Although UH has had a drug testing program for 26 years, it has tested for so-called street drugs and not previously included PEDs. Nor has it made random tests except in cases of "reasonable suspicion," officials said.
"In this day and age it (random testing) is a must have," Jay told the Board of Regents.
"What we are proposing to do in this new policy is to randomly test for both (performance enhancing substances and street drugs). As soon as we finish with the disciplinary language rewrite, we will implement the enhanced random testing," Jay said in a text statement to the Star-Advertiser.
Currently, UH tests only incoming freshmen and transfers as part of preseason physical exams. In addition, UH may test any of its athletes in cases of "reasonable suspicion," said Marilyn Moniz-Kaho‘ohanohano, associate athletic director. About 150-170 athletes are tested each year, she said. That amounts to approximately 30-34 percent of UH athletes.

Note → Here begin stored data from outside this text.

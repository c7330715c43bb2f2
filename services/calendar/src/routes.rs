//! Calendar integration routes
//!
//! Credentials ride on http-only cookies. Every handler resolves the
//! franchise calendar by its display-name marker inside the resilient
//! wrapper, so a retried attempt re-runs the resolution with the refreshed
//! credential. When the wrapper rotated the credential mid-call, the
//! response sets an updated access cookie.

use axum::{
    Json, Router,
    extract::{Path, Query, State},
    http::StatusCode,
    response::{IntoResponse, Response},
    routing::{delete, get},
};
use axum_extra::extract::cookie::CookieJar;
use chrono::{DateTime, Utc};
use serde::Deserialize;
use serde_json::json;
use tracing::{error, info};

use crate::{
    AppState,
    client::{CalendarError, credentials_from_tokens},
    cookies,
    models::{Credentials, EventTime, EventWindow, NewEvent},
    resilient::{TARGET_CALENDAR_MARKER, find_target_calendar, with_credential_refresh},
};

/// Request for event creation
#[derive(Deserialize)]
#[serde(rename_all = "camelCase")]
pub struct CreateEventRequest {
    pub summary: String,
    pub description: Option<String>,
    pub location: Option<String>,
    pub start: DateTime<Utc>,
    pub end: DateTime<Utc>,
}

/// Query bounding the synchronization window
#[derive(Deserialize)]
pub struct WindowQuery {
    pub from: DateTime<Utc>,
    pub to: DateTime<Utc>,
}

/// Create the router for the calendar service
pub fn create_router(state: AppState) -> Router {
    Router::new()
        .route("/health", get(health_check))
        .route("/calendar/status", get(calendar_status))
        .route("/calendar/events", get(sync_events).post(create_event))
        .route("/calendar/events/:id", delete(delete_event))
        .with_state(state)
}

/// Health check endpoint
pub async fn health_check() -> impl IntoResponse {
    Json(json!({
        "status": "ok",
        "service": "calendar-service"
    }))
}

fn credentials_from_jar(jar: &CookieJar) -> Result<Credentials, CalendarError> {
    credentials_from_tokens(
        jar.get(cookies::ACCESS_COOKIE)
            .map(|c| c.value().to_string()),
        jar.get(cookies::REFRESH_COOKIE)
            .map(|c| c.value().to_string()),
    )
}

/// Re-issue the access cookie when the wrapper rotated the credential
fn with_rotated_cookie(
    jar: CookieJar,
    presented: &str,
    credentials: &Credentials,
    secure: bool,
) -> CookieJar {
    if credentials.access_token == presented {
        jar
    } else {
        jar.add(cookies::access_cookie(&credentials.access_token, secure))
    }
}

/// Connection status: resolves the franchise calendar on the account
pub async fn calendar_status(
    State(state): State<AppState>,
    jar: CookieJar,
) -> Result<impl IntoResponse, CalendarError> {
    let mut credentials = credentials_from_jar(&jar)?;
    let presented = credentials.access_token.clone();

    let client = state.client.clone();
    let target = with_credential_refresh(state.client.as_ref(), &mut credentials, |token| {
        let client = client.clone();
        async move {
            let calendars = client.list_calendars(&token).await?;
            find_target_calendar(&calendars, TARGET_CALENDAR_MARKER).cloned()
        }
    })
    .await?;

    let jar = with_rotated_cookie(jar, &presented, &credentials, state.cookie_secure);
    Ok((
        jar,
        Json(json!({
            "connected": true,
            "calendarId": target.id,
            "displayName": target.display_name,
        })),
    ))
}

/// Create an event in the franchise calendar
pub async fn create_event(
    State(state): State<AppState>,
    jar: CookieJar,
    Json(payload): Json<CreateEventRequest>,
) -> Result<impl IntoResponse, CalendarError> {
    let mut credentials = credentials_from_jar(&jar)?;
    let presented = credentials.access_token.clone();

    let event = NewEvent {
        summary: payload.summary,
        description: payload.description,
        location: payload.location,
        start: EventTime::at(payload.start),
        end: EventTime::at(payload.end),
    };

    let client = state.client.clone();
    let created = with_credential_refresh(state.client.as_ref(), &mut credentials, |token| {
        let client = client.clone();
        let event = event.clone();
        async move {
            let calendars = client.list_calendars(&token).await?;
            let target = find_target_calendar(&calendars, TARGET_CALENDAR_MARKER)?;
            client.insert_event(&token, &target.id, &event).await
        }
    })
    .await?;

    info!("Created calendar event: {}", created.id);
    let jar = with_rotated_cookie(jar, &presented, &credentials, state.cookie_secure);
    Ok((StatusCode::CREATED, jar, Json(created)))
}

/// Delete an event from the franchise calendar
pub async fn delete_event(
    State(state): State<AppState>,
    jar: CookieJar,
    Path(event_id): Path<String>,
) -> Result<impl IntoResponse, CalendarError> {
    let mut credentials = credentials_from_jar(&jar)?;
    let presented = credentials.access_token.clone();

    let client = state.client.clone();
    with_credential_refresh(state.client.as_ref(), &mut credentials, |token| {
        let client = client.clone();
        let event_id = event_id.clone();
        async move {
            let calendars = client.list_calendars(&token).await?;
            let target = find_target_calendar(&calendars, TARGET_CALENDAR_MARKER)?;
            client.delete_event(&token, &target.id, &event_id).await
        }
    })
    .await?;

    info!("Deleted calendar event: {}", event_id);
    let jar = with_rotated_cookie(jar, &presented, &credentials, state.cookie_secure);
    Ok((jar, Json(json!({"message": "Event deleted successfully"}))))
}

/// List the franchise calendar's events within a bounded window
pub async fn sync_events(
    State(state): State<AppState>,
    jar: CookieJar,
    Query(query): Query<WindowQuery>,
) -> Result<impl IntoResponse, CalendarError> {
    let mut credentials = credentials_from_jar(&jar)?;
    let presented = credentials.access_token.clone();

    let window = EventWindow {
        from: query.from,
        to: query.to,
    };

    let client = state.client.clone();
    let events = with_credential_refresh(state.client.as_ref(), &mut credentials, |token| {
        let client = client.clone();
        async move {
            let calendars = client.list_calendars(&token).await?;
            let target = find_target_calendar(&calendars, TARGET_CALENDAR_MARKER)?;
            client.list_events(&token, &target.id, &window).await
        }
    })
    .await?;

    let jar = with_rotated_cookie(jar, &presented, &credentials, state.cookie_secure);
    Ok((
        jar,
        Json(json!({
            "events": events,
            "count": events.len(),
        })),
    ))
}

impl IntoResponse for CalendarError {
    fn into_response(self) -> Response {
        let status = match &self {
            CalendarError::MissingCredential
            | CalendarError::ExpiredGrant
            | CalendarError::CredentialExpired
            | CalendarError::CredentialExpiredAndUnrefreshable(_) => StatusCode::UNAUTHORIZED,
            CalendarError::TargetCalendarNotFound(_) => StatusCode::NOT_FOUND,
            CalendarError::Request(_) | CalendarError::Upstream { .. } => StatusCode::BAD_GATEWAY,
            CalendarError::Configuration(_) => StatusCode::INTERNAL_SERVER_ERROR,
        };

        if status.is_server_error() {
            error!("Calendar operation failed: {}", self);
        }

        let body = Json(json!({
            "error": self.to_string(),
        }));

        (status, body).into_response()
    }
}
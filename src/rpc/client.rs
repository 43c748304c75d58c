//! HTTP JSON-RPC client
//!
//! Thin reqwest wrapper: one POST per call, no retries. Any transport error,
//! non-success status or malformed envelope becomes an [`RpcError`].

use std::sync::atomic::{AtomicU64, Ordering};
use std::time::Duration;

use async_trait::async_trait;
use serde_json::Value;
use tracing::{debug, info};

use super::error::RpcError;
use super::types::{JsonRpcRequest, JsonRpcResponse};
use super::RpcClient;

pub const DEFAULT_TIMEOUT: Duration = Duration::from_secs(30);

/// JSON-RPC client over HTTP
pub struct HttpRpcClient {
    endpoint: String,
    client: reqwest::Client,
    next_id: AtomicU64,
}

impl HttpRpcClient {
    /// Create a client for `endpoint` with the default 30s timeout
    pub fn new(endpoint: impl Into<String>) -> Result<Self, RpcError> {
        Self::with_timeout(endpoint, DEFAULT_TIMEOUT)
    }

    pub fn with_timeout(endpoint: impl Into<String>, timeout: Duration) -> Result<Self, RpcError> {
        let endpoint = endpoint.into();
        info!("Initializing JSON-RPC client for {} (timeout {:?})", endpoint, timeout);

        let client = reqwest::Client::builder()
            .timeout(timeout)
            .build()
            .map_err(|e| RpcError::Client(e.to_string()))?;

        Ok(Self {
            endpoint,
            client,
            next_id: AtomicU64::new(1),
        })
    }

    pub fn endpoint(&self) -> &str {
        &self.endpoint
    }
}

#[async_trait]
impl RpcClient for HttpRpcClient {
    async fn call(&self, method: &str, params: Vec<Value>) -> Result<Value, RpcError> {
        let id = self.next_id.fetch_add(1, Ordering::Relaxed);
        let request = JsonRpcRequest::new(id, method, &params);
        debug!(method, id, "JSON-RPC request");

        let response = self
            .client
            .post(&self.endpoint)
            .json(&request)
            .send()
            .await
            .map_err(|source| RpcError::Transport {
                method: method.to_string(),
                source,
            })?;

        let status = response.status();
        if !status.is_success() {
            return Err(RpcError::Status {
                method: method.to_string(),
                status: status.as_u16(),
            });
        }

        let body = response.bytes().await.map_err(|source| RpcError::Transport {
            method: method.to_string(),
            source,
        })?;

        let rpc_response: JsonRpcResponse =
            serde_json::from_slice(&body).map_err(|e| RpcError::Envelope {
                method: method.to_string(),
                reason: e.to_string(),
            })?;

        if let Some(error) = rpc_response.error {
            return Err(RpcError::Rpc {
                method: method.to_string(),
                code: error.code,
                message: error.message,
            });
        }

        rpc_response
            .result
            .ok_or_else(|| RpcError::MissingResult(method.to_string()))
    }
}

#[cfg(test)]
mod tests {
    use super::*;

    #[test]
    fn test_client_creation() {
        let client = HttpRpcClient::new("http://127.0.0.1:8545").unwrap();
        assert_eq!(client.endpoint(), "http://127.0.0.1:8545");
    }

    #[tokio::test]
    async fn test_network_error_is_transport() {
        // port 9 (discard) is closed on test hosts
        let client =
            HttpRpcClient::with_timeout("http://127.0.0.1:9", Duration::from_secs(2)).unwrap();

        let err = client.call("eth_blockNumber", vec![]).await.unwrap_err();
        assert!(matches!(err, RpcError::Transport { .. }), "got {:?}", err);
    }
}
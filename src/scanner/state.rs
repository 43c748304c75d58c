//! Scanner lifecycle states

use std::fmt;

/// Scanner lifecycle
///
/// `NotStarted -> Running -> Stopping -> Stopped`. A failed startup (no head
/// block could be fetched) returns to `NotStarted`; a coordinating task that
/// exits on its own cancellation goes straight to `Stopped`. Both idle states
/// accept a new `start`.
#[derive(Debug, Clone, Copy, PartialEq, Eq, Hash, Default)]
pub enum ScannerState {
    /// No tasks spawned yet (or startup aborted before the cursor existed)
    #[default]
    NotStarted,

    /// Coordinating task (and possibly the backward scan) alive
    Running,

    /// `stop()` in progress, tasks may still be draining
    Stopping,

    /// Idle after a run
    Stopped,
}

impl ScannerState {
    /// Whether a `start` request may spawn tasks from this state
    #[inline]
    pub fn can_start(&self) -> bool {
        matches!(self, ScannerState::NotStarted | ScannerState::Stopped)
    }

    pub fn as_str(&self) -> &'static str {
        match self {
            ScannerState::NotStarted => "NOT_STARTED",
            ScannerState::Running => "RUNNING",
            ScannerState::Stopping => "STOPPING",
            ScannerState::Stopped => "STOPPED",
        }
    }
}

impl fmt::Display for ScannerState {
    fn fmt(&self, f: &mut fmt::Formatter<'_>) -> fmt::Result {
        write!(f, "{}", self.as_str())
    }
}

#[cfg(test)]
mod tests {
    use super::*;

    #[test]
    fn test_idle_states_can_start() {
        assert!(ScannerState::NotStarted.can_start());
        assert!(ScannerState::Stopped.can_start());
        assert!(!ScannerState::Running.can_start());
        assert!(!ScannerState::Stopping.can_start());
    }

    #[test]
    fn test_display() {
        assert_eq!(ScannerState::default().to_string(), "NOT_STARTED");
        assert_eq!(ScannerState::Stopping.to_string(), "STOPPING");
    }
}
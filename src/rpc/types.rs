//! JSON-RPC wire types

use serde::{Deserialize, Serialize};

pub const METHOD_BLOCK_NUMBER: &str = "eth_blockNumber";
pub const METHOD_GET_BLOCK_BY_NUMBER: &str = "eth_getBlockByNumber";

/// JSON-RPC request structure
#[derive(Debug, Serialize)]
pub struct JsonRpcRequest<'a> {
    pub jsonrpc: &'static str,
    pub method: &'a str,
    pub params: &'a [serde_json::Value],
    pub id: u64,
}

impl<'a> JsonRpcRequest<'a> {
    pub fn new(id: u64, method: &'a str, params: &'a [serde_json::Value]) -> Self {
        Self {
            jsonrpc: "2.0",
            method,
            params,
            id,
        }
    }
}

/// JSON-RPC response structure
#[derive(Debug, Deserialize)]
pub struct JsonRpcResponse {
    #[serde(default)]
    pub jsonrpc: String,
    #[serde(default)]
    pub result: Option<serde_json::Value>,
    #[serde(default)]
    pub error: Option<JsonRpcErrorObject>,
    #[serde(default)]
    pub id: serde_json::Value,
}

#[derive(Debug, Deserialize)]
pub struct JsonRpcErrorObject {
    pub code: i64,
    pub message: String,
}

/// Block as returned by `eth_getBlockByNumber(.., true)`.
///
/// Only the fields the indexer consumes are decoded.
#[derive(Debug, Clone, PartialEq, Eq, Serialize, Deserialize)]
pub struct RpcBlock {
    pub number: String,
    #[serde(default)]
    pub transactions: Vec<RpcTransaction>,
}

/// Transaction body inside an [`RpcBlock`]
#[derive(Debug, Clone, PartialEq, Eq, Serialize, Deserialize)]
pub struct RpcTransaction {
    pub hash: String,
    pub from: String,
    /// `null` for contract creation
    #[serde(default)]
    pub to: Option<String>,
    pub value: String,
}
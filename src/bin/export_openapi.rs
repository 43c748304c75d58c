//! Export the gateway's OpenAPI document
//!
//! Usage:
//!   cargo run --bin export_openapi > openapi.json
//!   cargo run --bin export_openapi -- --output docs/openapi.json

use anyhow::Context;
use tx_indexer::gateway::openapi::ApiDoc;
use utoipa::OpenApi;

fn main() -> anyhow::Result<()> {
    let args: Vec<String> = std::env::args().collect();
    let output_path = match args.as_slice() {
        [_, flag, path, ..] if flag == "--output" => Some(path.as_str()),
        _ => None,
    };

    let json = ApiDoc::openapi()
        .to_pretty_json()
        .context("Failed to serialize OpenAPI document")?;

    match output_path {
        Some(path) => {
            std::fs::write(path, &json).with_context(|| format!("Failed to write {}", path))?;
            eprintln!("OpenAPI document exported to: {}", path);
        }
        None => println!("{}", json),
    }
    Ok(())
}
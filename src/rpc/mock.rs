//! Scripted in-process ledger
//!
//! Answers `eth_blockNumber` and `eth_getBlockByNumber` from memory so the
//! scanner can be driven without a node. Blocks without scripted
//! transactions are served empty; blocks above the head are `null`, like a
//! real node.

use std::collections::{HashMap, HashSet};
use std::sync::Mutex;
use std::sync::atomic::{AtomicUsize, Ordering};
use std::time::Duration;

use async_trait::async_trait;
use serde_json::{Value, json};

use super::error::RpcError;
use super::types::{METHOD_BLOCK_NUMBER, METHOD_GET_BLOCK_BY_NUMBER, RpcBlock, RpcTransaction};
use super::RpcClient;
use crate::codec;

#[derive(Default)]
struct MockLedger {
    head: u64,
    blocks: HashMap<u64, Vec<RpcTransaction>>,
    failing_blocks: HashSet<u64>,
    fail_head: bool,
    head_delay: Option<Duration>,
    block_delay: Option<Duration>,
    fetched: Vec<u64>,
}

/// In-memory [`RpcClient`] with failure injection and call accounting
#[derive(Default)]
pub struct MockRpcClient {
    ledger: Mutex<MockLedger>,
    head_calls: AtomicUsize,
    block_calls: AtomicUsize,
}

impl MockRpcClient {
    pub fn new(head: u64) -> Self {
        let mock = Self::default();
        mock.set_head(head);
        mock
    }

    fn ledger(&self) -> std::sync::MutexGuard<'_, MockLedger> {
        // a panicking test thread must not cascade into every other caller
        self.ledger.lock().unwrap_or_else(|e| e.into_inner())
    }

    pub fn set_head(&self, head: u64) {
        self.ledger().head = head;
    }

    pub fn head(&self) -> u64 {
        self.ledger().head
    }

    /// Script a plain value transfer into `block`
    pub fn add_transfer(&self, block: u64, hash: &str, from: &str, to: &str, value_hex: &str) {
        self.add_transaction(
            block,
            RpcTransaction {
                hash: hash.to_string(),
                from: from.to_string(),
                to: Some(to.to_string()),
                value: value_hex.to_string(),
            },
        );
    }

    pub fn add_transaction(&self, block: u64, tx: RpcTransaction) {
        self.ledger().blocks.entry(block).or_default().push(tx);
    }

    /// Make every fetch of `block` fail with HTTP 503
    pub fn fail_block(&self, block: u64) {
        self.ledger().failing_blocks.insert(block);
    }

    /// Make head lookups fail (or succeed again)
    pub fn set_head_failure(&self, fail: bool) {
        self.ledger().fail_head = fail;
    }

    /// Delay every head lookup, simulating a slow node
    pub fn set_head_delay(&self, delay: Duration) {
        self.ledger().head_delay = Some(delay);
    }

    /// Delay every block fetch, simulating a slow node
    pub fn set_block_delay(&self, delay: Duration) {
        self.ledger().block_delay = Some(delay);
    }

    /// Number of `eth_blockNumber` calls served (including failed ones)
    pub fn head_calls(&self) -> usize {
        self.head_calls.load(Ordering::SeqCst)
    }

    /// Number of `eth_getBlockByNumber` calls served (including failed ones)
    pub fn block_calls(&self) -> usize {
        self.block_calls.load(Ordering::SeqCst)
    }

    /// Block numbers requested so far, in request order
    pub fn fetched_blocks(&self) -> Vec<u64> {
        self.ledger().fetched.clone()
    }

    async fn block_number(&self) -> Result<Value, RpcError> {
        self.head_calls.fetch_add(1, Ordering::SeqCst);
        let delay = self.ledger().head_delay;
        if let Some(delay) = delay {
            tokio::time::sleep(delay).await;
        }

        let ledger = self.ledger();
        if ledger.fail_head {
            return Err(RpcError::Rpc {
                method: METHOD_BLOCK_NUMBER.to_string(),
                code: -32000,
                message: "head unavailable".to_string(),
            });
        }
        Ok(json!(codec::encode_block_number(ledger.head)))
    }

    async fn block_by_number(&self, params: &[Value]) -> Result<Value, RpcError> {
        self.block_calls.fetch_add(1, Ordering::SeqCst);
        let number = params
            .first()
            .and_then(Value::as_str)
            .map(codec::parse_int)
            .ok_or_else(|| RpcError::Rpc {
                method: METHOD_GET_BLOCK_BY_NUMBER.to_string(),
                code: -32602,
                message: "invalid params".to_string(),
            })?;

        let delay = {
            let mut ledger = self.ledger();
            ledger.fetched.push(number);
            ledger.block_delay
        };
        if let Some(delay) = delay {
            tokio::time::sleep(delay).await;
        }

        let ledger = self.ledger();
        if ledger.failing_blocks.contains(&number) {
            return Err(RpcError::Status {
                method: METHOD_GET_BLOCK_BY_NUMBER.to_string(),
                status: 503,
            });
        }
        if number > ledger.head {
            return Ok(Value::Null);
        }

        let block = RpcBlock {
            number: codec::encode_block_number(number),
            transactions: ledger.blocks.get(&number).cloned().unwrap_or_default(),
        };
        serde_json::to_value(block).map_err(|source| RpcError::Decode {
            method: METHOD_GET_BLOCK_BY_NUMBER.to_string(),
            source,
        })
    }
}

#[async_trait]
impl RpcClient for MockRpcClient {
    async fn call(&self, method: &str, params: Vec<Value>) -> Result<Value, RpcError> {
        match method {
            METHOD_BLOCK_NUMBER => self.block_number().await,
            METHOD_GET_BLOCK_BY_NUMBER => self.block_by_number(&params).await,
            other => Err(RpcError::Rpc {
                method: other.to_string(),
                code: -32601,
                message: "method not found".to_string(),
            }),
        }
    }
}

#[cfg(test)]
mod tests {
    use super::*;

    #[tokio::test]
    async fn test_mock_head_failure() {
        let mock = MockRpcClient::new(5);
        mock.set_head_failure(true);

        let err = mock.get_block_number().await.unwrap_err();
        assert_eq!(err.rpc_code(), Some(-32000));
        assert_eq!(mock.head_calls(), 1);
    }

    #[tokio::test]
    async fn test_mock_block_above_head_is_missing() {
        let mock = MockRpcClient::new(5);

        let err = mock.get_block_by_number(6, true).await.unwrap_err();
        assert!(matches!(err, RpcError::MissingResult(_)));
    }

    #[tokio::test]
    async fn test_mock_failing_block() {
        let mock = MockRpcClient::new(5);
        mock.fail_block(3);

        assert!(matches!(
            mock.get_block_by_number(3, true).await,
            Err(RpcError::Status { status: 503, .. })
        ));
        assert!(mock.get_block_by_number(4, true).await.is_ok());
        assert_eq!(mock.fetched_blocks(), vec![3, 4]);
    }

    #[tokio::test]
    async fn test_mock_unknown_method() {
        let mock = MockRpcClient::new(5);
        let err = mock.call("eth_chainId", vec![]).await.unwrap_err();
        assert_eq!(err.rpc_code(), Some(-32601));
    }
}
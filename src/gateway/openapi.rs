//! OpenAPI / Swagger UI Documentation
//!
//! - Swagger UI: `http://localhost:8080/docs`
//! - OpenAPI JSON: `http://localhost:8080/api-docs/openapi.json`

use utoipa::OpenApi;

use crate::gateway::types::{
    CurrentBlockResponse, HealthResponse, SubscribeRequest, SubscribeResponse,
};
use crate::models::TransactionRecord;

#[derive(OpenApi)]
#[openapi(
    info(
        title = "Transaction Indexer API",
        version = "1.0.0",
        description = "Per-address transaction index fed by a JSON-RPC ledger scanner.",
        license(
            name = "MIT"
        )
    ),
    servers(
        (url = "http://localhost:8080", description = "Development"),
    ),
    paths(
        crate::gateway::handlers::health_check,
        crate::gateway::handlers::get_current_block,
        crate::gateway::handlers::subscribe,
        crate::gateway::handlers::get_transactions,
    ),
    components(
        schemas(
            HealthResponse,
            CurrentBlockResponse,
            SubscribeRequest,
            SubscribeResponse,
            TransactionRecord,
        )
    ),
    tags(
        (name = "Indexer", description = "Cursor, subscriptions and per-address history"),
        (name = "System", description = "Health checks and system info")
    )
)]
pub struct ApiDoc;
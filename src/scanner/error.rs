use thiserror::Error;

use crate::rpc::RpcError;

#[derive(Debug, Error)]
pub enum ScannerError {
    #[error("Failed to fetch head block number: {0}")]
    HeadFetch(#[source] RpcError),

    #[error("Failed to fetch block {number}: {source}")]
    BlockFetch {
        number: u64,
        #[source]
        source: RpcError,
    },
}

impl ScannerError {
    /// Block number the error refers to, if any
    pub fn block(&self) -> Option<u64> {
        match self {
            ScannerError::BlockFetch { number, .. } => Some(*number),
            ScannerError::HeadFetch(_) => None,
        }
    }

    /// JSON-RPC error code reported by the node, if the failure carried one
    pub fn rpc_code(&self) -> Option<i64> {
        match self {
            ScannerError::HeadFetch(source) | ScannerError::BlockFetch { source, .. } => {
                source.rpc_code()
            }
        }
    }
}

#[cfg(test)]
mod tests {
    use super::*;

    #[test]
    fn test_rpc_code_passes_through() {
        let err = ScannerError::HeadFetch(RpcError::Rpc {
            method: "eth_blockNumber".to_string(),
            code: -32000,
            message: "header not found".to_string(),
        });
        assert_eq!(err.rpc_code(), Some(-32000));
        assert_eq!(err.block(), None);

        let err = ScannerError::BlockFetch {
            number: 9,
            source: RpcError::Status {
                method: "eth_getBlockByNumber".to_string(),
                status: 503,
            },
        };
        assert_eq!(err.rpc_code(), None);
        assert_eq!(err.block(), Some(9));
    }
}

Jay said UH will double its current drug testing budget to "about $50,000 per year" to cover the expansion.
The NCAA tests at its championship events and may test randomly throughout the year but tests less than 4 percent of the 400,000 athletes under its jurisdiction annually.
Each year, UH athletes must attend sessions about drug use and are warned of potential penalties. "But every once in a while you’ve got to back it up and let them know that we are watching," Jay said. "I think it is a necessary deterrent."
UH is one of the last to adopt random drug testing, school officials said. A 2009 NCAA survey across Divisions, I, II and III showed 92 to 96 percent of schools had adopted random testing.
UH declined to say how many athletes have failed drug tests in recent years. But figures previously obtained under the state’s open records law showed 21 confirmed positive findings between 2002-03 and 2004-05, approximately 2.4 percent of those tested.
Insider Higher Education reported a 1.8 percent positive rate for random NCAA championship testing from 2002-03 through 2004-05.
Currently, the UH Student-Athlete Handbook says that, following a first confirmed positive test, an athlete may be withheld from competition or practice. A second positive test requires a medical evaluation and 30-day suspension from athletic participation. A third positive test requires a medical evaluation and a one-year suspension from athletic participation.
Jay said proposed new penalties were still being evaluated by the office of general counsel.